Regarding her three decades in political work, Delgado took a more diplomatic approach. “[2016] drew out… many people who were never involved in politics,” she said.

Still, Giorno landed in the Sunshine State ready to go to work for Trump.

She had worked in Florida before — she had a position in the early days of the Scott Administration, but after an episode at a Disney GOP fundraiser where she yelled at Republican Party of Florida staffers and donors before being told “to leave the room and not come back” put an end to that. The acrimonious split went down as a resignation.

Five years later, there was no evidence of an attitude adjustment, according to Anthony Stephens, a Leon County volunteer on the Trump 2016 campaign.

Stephens started putting in hours early on in the campaign, and says he never once saw Giorno in the capital, greater Big Bend or Panhandle areas, yet she aimed to micromanage operations from a distance by way of regular conference calls from New York.

When Hurricane Hermine tore through north Florida in September 2016, Stephens and other volunteers thought it would be a prime opportunity to reach out to voters by having Trump campaign RVs drive in and deliver relief supplies.

Giorno scoffed at the idea, leading Stephens to circumvent her by calling campaign HQ in New York, which gladly green-lit the proposal.

Several paid staffers hired by Giorno stuck around after she was ousted from the Florida job, Stephens said, but they just as often came off as saboteurs as they did actual Trump supporters — those staffers would often hoard promotional campaign materials despite numerous supporters looking for some yard flair or a T-shirt to wear at the height of the campaign season.

Reports of that kind of behavior were corroborated by more than a few people involved with the campaign in other regions of the state, with some going so far as to say they believed Giorno and an associate were selling campaign signs, shirts and hats on eBay and pocketing the proceeds.

Many staffers and volunteers were at least willing to corroborate that there was a warehouse in Volusia County stocked full of yard signs and other campaign merch that wasn’t being distributed unless people showed up and took it, most of the time over the flaccid protestations of Tony Ledbetter, chair of the Volusia County Republican Executive Committee.

All the way across the state in Sarasota, Kevin Sifferman also volunteered early and often for the Trump campaign due to his enthusiasm and support for the eventual president.
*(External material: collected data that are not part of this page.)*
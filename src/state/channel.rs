//! Channels: named topics connections subscribe to.
//!
//! Channels are owned by their vhost's channel registry and are not removed
//! when their subscriber set becomes empty. Replacing a channel through
//! `Vhost::create_channel` retires the old object: its subscribers are evicted
//! and it refuses new ones.

use crate::state::{Connection, ConnectionToken, Vhost};
use parking_lot::RwLock;
use slbroker_proto::Message;
use std::collections::HashMap;
use std::sync::{Arc, Weak};

#[derive(Default)]
struct Members {
    retired: bool,
    connections: HashMap<ConnectionToken, Arc<Connection>>,
}

/// A named topic within a vhost.
pub struct Channel {
    name: String,
    vhost: Weak<Vhost>,
    members: RwLock<Members>,
}

impl Channel {
    pub(crate) fn new(vhost: Weak<Vhost>, name: String) -> Self {
        Self {
            name,
            vhost,
            members: RwLock::new(Members::default()),
        }
    }

    pub fn name(&self) -> &str {
        &self.name
    }

    /// The owning vhost, if it still exists.
    pub fn vhost(&self) -> Option<Arc<Vhost>> {
        self.vhost.upgrade()
    }

    /// Add `conn` to the subscriber set and record the membership on the
    /// connection.
    ///
    /// Returns `false` if `conn` is already subscribed, has been cleaned up,
    /// or if this channel has been replaced.
    pub fn subscribe(self: &Arc<Self>, conn: &Arc<Connection>) -> bool {
        // Lock order: connection, then channel.
        let mut subs = conn.subscriptions.lock();
        if subs.closed {
            return false;
        }

        {
            let mut members = self.members.write();
            if members.retired || members.connections.contains_key(conn.token()) {
                return false;
            }
            members
                .connections
                .insert(conn.token().clone(), Arc::clone(conn));
        }

        let previous = subs
            .channels
            .insert(self.name.clone(), Arc::downgrade(self));

        // Still a member of a replaced channel with the same name
        if let Some(prev) = previous.and_then(|w| w.upgrade())
            && !Arc::ptr_eq(&prev, self)
        {
            prev.remove_subscriber(conn.token());
        }
        true
    }

    /// Remove `conn` from this channel.
    pub fn unsubscribe(&self, conn: &Connection) -> bool {
        let mut subs = conn.subscriptions.lock();
        let points_here = subs
            .channels
            .get(&self.name)
            .is_some_and(|weak| std::ptr::eq(weak.as_ptr(), self));
        if points_here {
            subs.channels.remove(&self.name);
        }
        self.remove_subscriber(conn.token()) || points_here
    }

    /// Remove a subscriber by token, leaving the connection side untouched.
    pub(crate) fn remove_subscriber(&self, token: &ConnectionToken) -> bool {
        self.members.write().connections.remove(token).is_some()
    }

    /// Evict every subscriber and refuse new ones.
    ///
    /// Returns the number of evicted connections.
    pub(crate) fn retire(&self) -> usize {
        let evicted: Vec<Arc<Connection>> = {
            let mut members = self.members.write();
            members.retired = true;
            members.connections.drain().map(|(_, conn)| conn).collect()
        };

        for conn in &evicted {
            conn.forget_channel(self);
        }
        evicted.len()
    }

    pub fn is_retired(&self) -> bool {
        self.members.read().retired
    }

    pub fn is_subscribed(&self, token: &ConnectionToken) -> bool {
        self.members.read().connections.contains_key(token)
    }

    pub fn subscriber_count(&self) -> usize {
        self.members.read().connections.len()
    }

    /// Snapshot of the current subscribers.
    pub fn subscribers(&self) -> Vec<Arc<Connection>> {
        self.members.read().connections.values().cloned().collect()
    }

    /// Deliver `msg` to every subscriber's outbound queue.
    ///
    /// Returns the number of subscribers the frame was queued for; full or
    /// closed queues are skipped.
    pub fn publish(&self, msg: &Message) -> usize {
        let frame: Arc<str> = Arc::from(msg.to_frame());
        let (delivered, total) = {
            let members = self.members.read();
            let delivered = members
                .connections
                .values()
                .filter(|conn| conn.send_text(Arc::clone(&frame)).is_ok())
                .count();
            (delivered, members.connections.len())
        };
        crate::metrics::record_fanout(delivered, total - delivered);
        delivered
    }
}

impl std::fmt::Debug for Channel {
    fn fmt(&self, f: &mut std::fmt::Formatter<'_>) -> std::fmt::Result {
        f.debug_struct("Channel")
            .field("name", &self.name)
            .field("subscribers", &self.subscriber_count())
            .finish()
    }
}

#[cfg(test)]
mod tests {
    use super::*;
    use slbroker_proto::reply;
    use tokio::sync::mpsc;
    use tokio_util::sync::CancellationToken;

    fn conn() -> (Arc<Connection>, mpsc::Receiver<Arc<str>>) {
        Connection::new(
            ConnectionToken::generate(),
            Weak::new(),
            None,
            8,
            CancellationToken::new(),
        )
    }

    fn channel(name: &str) -> Arc<Channel> {
        Arc::new(Channel::new(Weak::new(), name.to_string()))
    }

    #[test]
    fn subscribe_records_both_sides() {
        let ch = channel("room");
        let (c, _rx) = conn();
        assert!(ch.subscribe(&c));
        assert!(!ch.subscribe(&c), "second subscribe is a no-op");
        assert!(ch.is_subscribed(c.token()));
        assert_eq!(c.subscriptions(), vec!["room".to_string()]);
        assert_eq!(ch.subscriber_count(), 1);
    }

    #[test]
    fn unsubscribe_removes_both_sides() {
        let ch = channel("room");
        let (c, _rx) = conn();
        c.subscribe(&ch);
        assert!(ch.unsubscribe(&c));
        assert!(!ch.is_subscribed(c.token()));
        assert!(!c.is_subscribed("room"));
        assert!(!ch.unsubscribe(&c));
    }

    #[test]
    fn unsubscribe_all_releases_every_channel() {
        let a = channel("a");
        let b = channel("b");
        let (c, _rx) = conn();
        c.subscribe(&a);
        c.subscribe(&b);

        assert_eq!(c.unsubscribe_all(), 2);
        assert_eq!(a.subscriber_count(), 0);
        assert_eq!(b.subscriber_count(), 0);
        assert!(c.subscriptions().is_empty());

        // Cleaned-up connections cannot rejoin.
        assert!(!c.subscribe(&a));
        assert_eq!(a.subscriber_count(), 0);
    }

    #[test]
    fn retire_evicts_and_refuses() {
        let ch = channel("room");
        let (c, _rx) = conn();
        c.subscribe(&ch);

        assert_eq!(ch.retire(), 1);
        assert!(ch.is_retired());
        assert!(!c.is_subscribed("room"));
        assert!(!ch.subscribe(&c));
    }

    #[test]
    fn retire_keeps_membership_of_replacement() {
        let old = channel("room");
        let new = channel("room");
        let (c, _rx) = conn();
        c.subscribe(&old);
        c.subscribe(&new);
        assert_eq!(old.subscriber_count(), 0, "moving to the replacement leaves the old one");

        old.retire();
        assert!(c.is_subscribed("room"));
        assert!(new.is_subscribed(c.token()));
    }

    #[test]
    fn publish_reaches_all_subscribers() {
        let ch = channel("room");
        let (a, mut rx_a) = conn();
        let (b, mut rx_b) = conn();
        a.subscribe(&ch);
        b.subscribe(&ch);

        let delivered = ch.publish(&reply::event_with("news", "text", "hi"));
        assert_eq!(delivered, 2);
        assert_eq!(&*rx_a.try_recv().unwrap(), r#"{"news":{"text":"hi"}}"#);
        assert_eq!(&*rx_b.try_recv().unwrap(), r#"{"news":{"text":"hi"}}"#);
    }

    #[test]
    fn publish_skips_closed_queues() {
        let ch = channel("room");
        let (a, rx_a) = conn();
        let (b, _rx_b) = conn();
        a.subscribe(&ch);
        b.subscribe(&ch);
        drop(rx_a);

        assert_eq!(ch.publish(&reply::event_with("news", "text", "hi")), 1);
    }
}
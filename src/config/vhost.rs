//! Vhost blocks.

use serde::Deserialize;

/// A vhost created at startup.
#[derive(Debug, Clone, Deserialize)]
pub struct VhostConfig {
    /// Request path selecting this vhost (e.g., "/chat").
    pub path: String,
    /// Channels created up front.
    #[serde(default)]
    pub channels: Vec<String>,
    /// User accounts.
    #[serde(default)]
    pub user: Vec<UserConfig>,
}

/// A user account inside a vhost block.
#[derive(Clone, Deserialize)]
pub struct UserConfig {
    pub name: String,
    pub secret: String,
    /// Permission bits: 1 read, 2 write, 4 manage.
    pub permission: u32,
}

impl std::fmt::Debug for UserConfig {
    fn fmt(&self, f: &mut std::fmt::Formatter<'_>) -> std::fmt::Result {
        f.debug_struct("UserConfig")
            .field("name", &self.name)
            .field("secret", &"<redacted>")
            .field("permission", &self.permission)
            .finish()
    }
}
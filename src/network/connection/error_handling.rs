//! Classification of inbound frames that cannot be dispatched.

use slbroker_proto::TransportReadError;

/// Classification of transport read errors for appropriate handling.
pub(super) enum ReadErrorAction {
    /// Peer closed the stream - normal termination
    EndOfStream,
    /// Frame arrived but is not JSON - subject to the malformed payload policy
    Malformed { reason: String },
    /// Socket is broken - log and disconnect
    IoError { error: String },
}

/// Classify a transport read error into an actionable category.
pub(super) fn classify_read_error(e: TransportReadError) -> ReadErrorAction {
    match e {
        TransportReadError::EndOfStream => ReadErrorAction::EndOfStream,
        TransportReadError::Malformed(reason) => ReadErrorAction::Malformed { reason },
        other => ReadErrorAction::IoError {
            error: other.to_string(),
        },
    }
}
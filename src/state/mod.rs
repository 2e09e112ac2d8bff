//! State management module.
//!
//! Contains the [`Broker`] (server-wide vhost registry), the [`Vhost`]
//! namespace with its user, channel, and connection registries, and the
//! entities those registries hold.

mod audit;
mod broker;
mod channel;
mod connection;
pub(crate) mod dashmap_ext;
mod token;
mod user;
mod vhost;

pub use audit::{AuditEvent, AuditSink, RecordingAudit, TracingAudit, audit_line};
pub use broker::Broker;
pub use channel::Channel;
pub use connection::Connection;
pub use token::ConnectionToken;
pub use user::{Permission, User};
pub use vhost::{Vhost, VhostOptions};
At one point there were talks of him being moved up to a paid position on the campaign, which would have been a boon, since he had recently been laid off from his gig at Concerned Veterans for America.

Despite there being an office with Giorno’s name on the door at the Sarasota campaign HQ, Sifferman said he never saw her use it, or even enter the building. In fact, the only time he can remember seeing Giorno in the Sarasota area was for a campaign rally.

While attending that rally, Giorno struck up a conversation with a high school student and within days the young woman — who had no campaign experience but was reportedly proficient in ballet — was in charge of the Sarasota office. The paid position never came for Sifferman.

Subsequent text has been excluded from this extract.